Return every entry below exactly as written.

■ ■ ■ ■ ■

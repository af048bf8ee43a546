use std::collections::BTreeMap;
use std::path::PathBuf;

use chrono::{DateTime, Utc};
use hc_core::{ProgressCounts, ProgressState};
use serde::{Deserialize, Serialize};
use sha2::{Digest, Sha256};

#[derive(Debug, Clone, Copy, PartialEq, Eq, Serialize, Deserialize)]
#[serde(rename_all = "lowercase")]
pub enum RunStatus {
    Running,
    Passed,
    Failed,
}

#[derive(Debug, Clone, Serialize, Deserialize)]
pub struct RunToolState {
    pub state: ProgressState,
    #[serde(flatten)]
    pub counts: ProgressCounts,
}

/// Persisted summary of one validation run. Created when the background
/// child starts, updated on each tool completion, finalized at child exit.
#[derive(Debug, Clone, Serialize, Deserialize)]
pub struct RunRecord {
    pub run_id: String,
    pub started_at: DateTime<Utc>,
    #[serde(default, skip_serializing_if = "Option::is_none")]
    pub finished_at: Option<DateTime<Utc>>,
    /// SHA-256 over the sorted absolute paths, for cheap overlap checks.
    pub file_set_hash: String,
    pub files: Vec<PathBuf>,
    #[serde(default)]
    pub tool_states: BTreeMap<String, RunToolState>,
    pub status: RunStatus,
    pub pid: u32,
    pub log_path: PathBuf,
}

impl RunRecord {
    pub fn new(files: Vec<PathBuf>, pid: u32, log_path: PathBuf) -> Self {
        Self::with_id(ulid::Ulid::new().to_string(), files, pid, log_path)
    }

    /// Adopt a caller-chosen run id (the forking parent picks the id; the
    /// detached child creates the record under it).
    pub fn with_id(run_id: String, files: Vec<PathBuf>, pid: u32, log_path: PathBuf) -> Self {
        Self {
            run_id,
            started_at: Utc::now(),
            finished_at: None,
            file_set_hash: file_set_hash(&files),
            files,
            tool_states: BTreeMap::new(),
            status: RunStatus::Running,
            pid,
            log_path,
        }
    }

    pub fn update_tool(&mut self, tool: &str, state: ProgressState, counts: ProgressCounts) {
        self.tool_states
            .insert(tool.to_string(), RunToolState { state, counts });
    }

    pub fn finalize(&mut self, passed: bool) {
        self.finished_at = Some(Utc::now());
        self.status = if passed {
            RunStatus::Passed
        } else {
            RunStatus::Failed
        };
    }

    /// Two runs overlap when they share at least one file.
    pub fn overlaps(&self, files: &[PathBuf]) -> bool {
        self.files.iter().any(|f| files.contains(f))
    }
}

/// Order-independent hash of a file set.
pub fn file_set_hash(files: &[PathBuf]) -> String {
    let mut sorted: Vec<String> = files
        .iter()
        .map(|f| f.to_string_lossy().into_owned())
        .collect();
    sorted.sort();
    let mut hasher = Sha256::new();
    for path in &sorted {
        hasher.update(path.as_bytes());
        hasher.update(b"\n");
    }
    format!("{:x}", hasher.finalize())
}

#[cfg(test)]
mod tests {
    use super::*;

    #[test]
    fn file_set_hash_is_order_independent() {
        let a = vec![PathBuf::from("/w/a.py"), PathBuf::from("/w/b.py")];
        let b = vec![PathBuf::from("/w/b.py"), PathBuf::from("/w/a.py")];
        assert_eq!(file_set_hash(&a), file_set_hash(&b));
    }

    #[test]
    fn file_set_hash_distinguishes_sets() {
        let a = vec![PathBuf::from("/w/a.py")];
        let b = vec![PathBuf::from("/w/b.py")];
        assert_ne!(file_set_hash(&a), file_set_hash(&b));
    }

    #[test]
    fn new_record_starts_running() {
        let record = RunRecord::new(
            vec![PathBuf::from("/w/a.py")],
            42,
            PathBuf::from("/logs/x.log"),
        );
        assert_eq!(record.status, RunStatus::Running);
        assert!(record.finished_at.is_none());
        assert_eq!(record.run_id.len(), 26, "ULID run id");
    }

    #[test]
    fn finalize_sets_status_and_timestamp() {
        let mut record =
            RunRecord::new(vec![PathBuf::from("/w/a.py")], 1, PathBuf::from("/l"));
        record.finalize(true);
        assert_eq!(record.status, RunStatus::Passed);
        assert!(record.finished_at.is_some());

        let mut failed =
            RunRecord::new(vec![PathBuf::from("/w/a.py")], 1, PathBuf::from("/l"));
        failed.finalize(false);
        assert_eq!(failed.status, RunStatus::Failed);
    }

    #[test]
    fn overlap_requires_a_shared_file() {
        let record = RunRecord::new(
            vec![PathBuf::from("/w/a.py")],
            1,
            PathBuf::from("/l"),
        );
        assert!(record.overlaps(&[PathBuf::from("/w/a.py"), PathBuf::from("/w/b.py")]));
        assert!(!record.overlaps(&[PathBuf::from("/w/c.py")]));
    }

    #[test]
    fn record_round_trips_through_json() {
        let mut record = RunRecord::new(
            vec![PathBuf::from("/w/a.py")],
            7,
            PathBuf::from("/logs/r.log"),
        );
        record.update_tool(
            "black",
            ProgressState::Succeeded,
            ProgressCounts {
                errors: 0,
                warnings: 1,
                files_processed: 1,
            },
        );
        let json = serde_json::to_string(&record).unwrap();
        let loaded: RunRecord = serde_json::from_str(&json).unwrap();
        assert_eq!(loaded.run_id, record.run_id);
        assert_eq!(loaded.tool_states["black"].counts.warnings, 1);
    }
}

■ ■ ■ ■ ■

### Answer box
repository af048bf8ee43a546
use std::collections::BTreeMap;
use std::path::PathBuf;

use chrono::{DateTime, Utc};
use hc_core::{ProgressCounts, ProgressState};
use serde::{Deserialize, Serialize};
use sha2::{Digest, Sha256};

#[derive(Debug, Clone, Copy, PartialEq, Eq, Serialize, Deserialize)]
#[serde(rename_all = "lowercase")]
pub enum RunStatus {
    Running,
    Passed,
    Failed,
}

#[derive(Debug, Clone, Serialize, Deserialize)]
pub struct RunToolState {
    pub state: ProgressState,
    #[serde(flatten)]
    pub counts: ProgressCounts,
}

/// Persisted summary of one validation run. Created when the background
/// child starts, updated on each tool completion, finalized at child exit.
#[derive(Debug, Clone, Serialize, Deserialize)]
pub struct RunRecord {
    pub run_id: String,
    pub started_at: DateTime<Utc>,
    #[serde(default, skip_serializing_if = "Option::is_none")]
    pub finished_at: Option<DateTime<Utc>>,
    /// SHA-256 over the sorted absolute paths, for cheap overlap checks.
    pub file_set_hash: String,
    pub files: Vec<PathBuf>,
    #[serde(default)]
    pub tool_states: BTreeMap<String, RunToolState>,
    pub status: RunStatus,
    pub pid: u32,
    pub log_path: PathBuf,
}

impl RunRecord {
    pub fn new(files: Vec<PathBuf>, pid: u32, log_path: PathBuf) -> Self {
        Self::with_id(ulid::Ulid::new().to_string(), files, pid, log_path)
    }

    /// Adopt a caller-chosen run id (the forking parent picks the id; the
    /// detached child creates the record under it).
    pub fn with_id(run_id: String, files: Vec<PathBuf>, pid: u32, log_path: PathBuf) -> Self {
        Self {
            run_id,
            started_at: Utc::now(),
            finished_at: None,
            file_set_hash: file_set_hash(&files),
            files,
            tool_states: BTreeMap::new(),
            status: RunStatus::Running,
            pid,
            log_path,
        }
    }

    pub fn update_tool(&mut self, tool: &str, state: ProgressState, counts: ProgressCounts) {
        self.tool_states
            .insert(tool.to_string(), RunToolState { state, counts });
    }

    pub fn finalize(&mut self, passed: bool) {
        self.finished_at = Some(Utc::now());
        self.status = if passed {
            RunStatus::Passed
        } else {
            RunStatus::Failed
        };
    }

    /// Two runs overlap when they share at least one file.
    pub fn overlaps(&self, files: &[PathBuf]) -> bool {
        self.files.iter().any(|f| files.contains(f))
    }
}

/// Order-independent hash of a file set.
pub fn file_set_hash(files: &[PathBuf]) -> String {
    let mut sorted: Vec<String> = files
        .iter()
        .map(|f| f.to_string_lossy().into_owned())
        .collect();
    sorted.sort();
    let mut hasher = Sha256::new();
    for path in &sorted {
        hasher.update(path.as_bytes());
        hasher.update(b"\n");
    }
    format!("{:x}", hasher.finalize())
}

#[cfg(test)]
mod tests {
    use super::*;

    #[test]
    fn file_set_hash_is_order_independent() {
        let a = vec![PathBuf::from("/w/a.py"), PathBuf::from("/w/b.py")];
        let b = vec![PathBuf::from("/w/b.py"), PathBuf::from("/w/a.py")];
        assert_eq!(file_set_hash(&a), file_set_hash(&b));
    }

    #[test]
    fn file_set_hash_distinguishes_sets() {
        let a = vec![PathBuf::from("/w/a.py")];
        let b = vec![PathBuf::from("/w/b.py")];
        assert_ne!(file_set_hash(&a), file_set_hash(&b));
    }

    #[test]
    fn new_record_starts_running() {
        let record = RunRecord::new(
            vec![PathBuf::from("/w/a.py")],
            42,
            PathBuf::from("/logs/x.log"),
        );
        assert_eq!(record.status, RunStatus::Running);
        assert!(record.finished_at.is_none());
        assert_eq!(record.run_id.len(), 26, "ULID run id");
    }

    #[test]
    fn finalize_sets_status_and_timestamp() {
        let mut record =
            RunRecord::new(vec![PathBuf::from("/w/a.py")], 1, PathBuf::from("/l"));
        record.finalize(true);
        assert_eq!(record.status, RunStatus::Passed);
        assert!(record.finished_at.is_some());

        let mut failed =
            RunRecord::new(vec![PathBuf::from("/w/a.py")], 1, PathBuf::from("/l"));
        failed.finalize(false);
        assert_eq!(failed.status, RunStatus::Failed);
    }

    #[test]
    fn overlap_requires_a_shared_file() {
        let record = RunRecord::new(
            vec![PathBuf::from("/w/a.py")],
            1,
            PathBuf::from("/l"),
        );
        assert!(record.overlaps(&[PathBuf::from("/w/a.py"), PathBuf::from("/w/b.py")]));
        assert!(!record.overlaps(&[PathBuf::from("/w/c.py")]));
    }

    #[test]
    fn record_round_trips_through_json() {
        let mut record = RunRecord::new(
            vec![PathBuf::from("/w/a.py")],
            7,
            PathBuf::from("/logs/r.log"),
        );
        record.update_tool(
            "black",
            ProgressState::Succeeded,
            ProgressCounts {
                errors: 0,
                warnings: 1,
                files_processed: 1,
            },
        );
        let json = serde_json::to_string(&record).unwrap();
        let loaded: RunRecord = serde_json::from_str(&json).unwrap();
        assert_eq!(loaded.run_id, record.run_id);
        assert_eq!(loaded.tool_states["black"].counts.warnings, 1);
    }
}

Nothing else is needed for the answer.